#### [WORK TASK]
Each line from the line containing "let tuples = helpers::combination(&[vec![1, 2, 3], vec![4, 5]]);" through the last line of the entries is to be reproduced exactly as it stands.

#### [Dataset entries]
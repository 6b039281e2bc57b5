//! Builds a list, adds one name and tries to remove a name that is not there.
//!
//! Run with `cargo run --example remove_missing`; set `RUST_LOG` to change the
//! log level (defaults to `info`).

use list_utils::ArrayList;
use list_utils::dynamic::{self, Value};
use list_utils::helpers;
use tracing::{error, info};
use tracing_subscriber::{EnvFilter, fmt};

fn main() {
    let filter = EnvFilter::try_from_default_env()
        .or_else(|_| EnvFilter::try_new("info"))
        .unwrap();

    fmt()
        .compact()
        .with_env_filter(filter)
        .with_writer(std::io::stderr)
        .with_target(false)
        .without_time()
        .init();

    let mut list = ArrayList::new();
    list.add("Oscar".to_string());
    info!(?list, "added one element");

    match list.remove(&"iscar".to_string()) {
        Ok(removed) => info!(%removed, "removed"),
        Err(err) => error!(%err, "remove failed"),
    }

    let tuples = helpers::combination(&[vec![1, 2, 3], vec![4, 5]]);
    info!(?tuples, "combination");

    let sparse = Value::from(vec![Some(1), None, Some(2), None, Some(3)]);
    match dynamic::compact(&sparse) {
        Ok(values) => {
            let compacted = Value::List(values);
            info!(%compacted, "compact");
        }
        Err(err) => error!(%err, "compact failed"),
    }
}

#### [SOLUTION FOR THIS EXERCISE]
    let tuples = helpers::combination(&[vec![1, 2, 3], vec![4, 5]]);
    info!(?tuples, "combination");

    let sparse = Value::from(vec![Some(1), None, Some(2), None, Some(3)]);
    match dynamic::compact(&sparse) {
        Ok(values) => {
            let compacted = Value::List(values);
            info!(%compacted, "compact");
        }
        Err(err) => error!(%err, "compact failed"),
    }
}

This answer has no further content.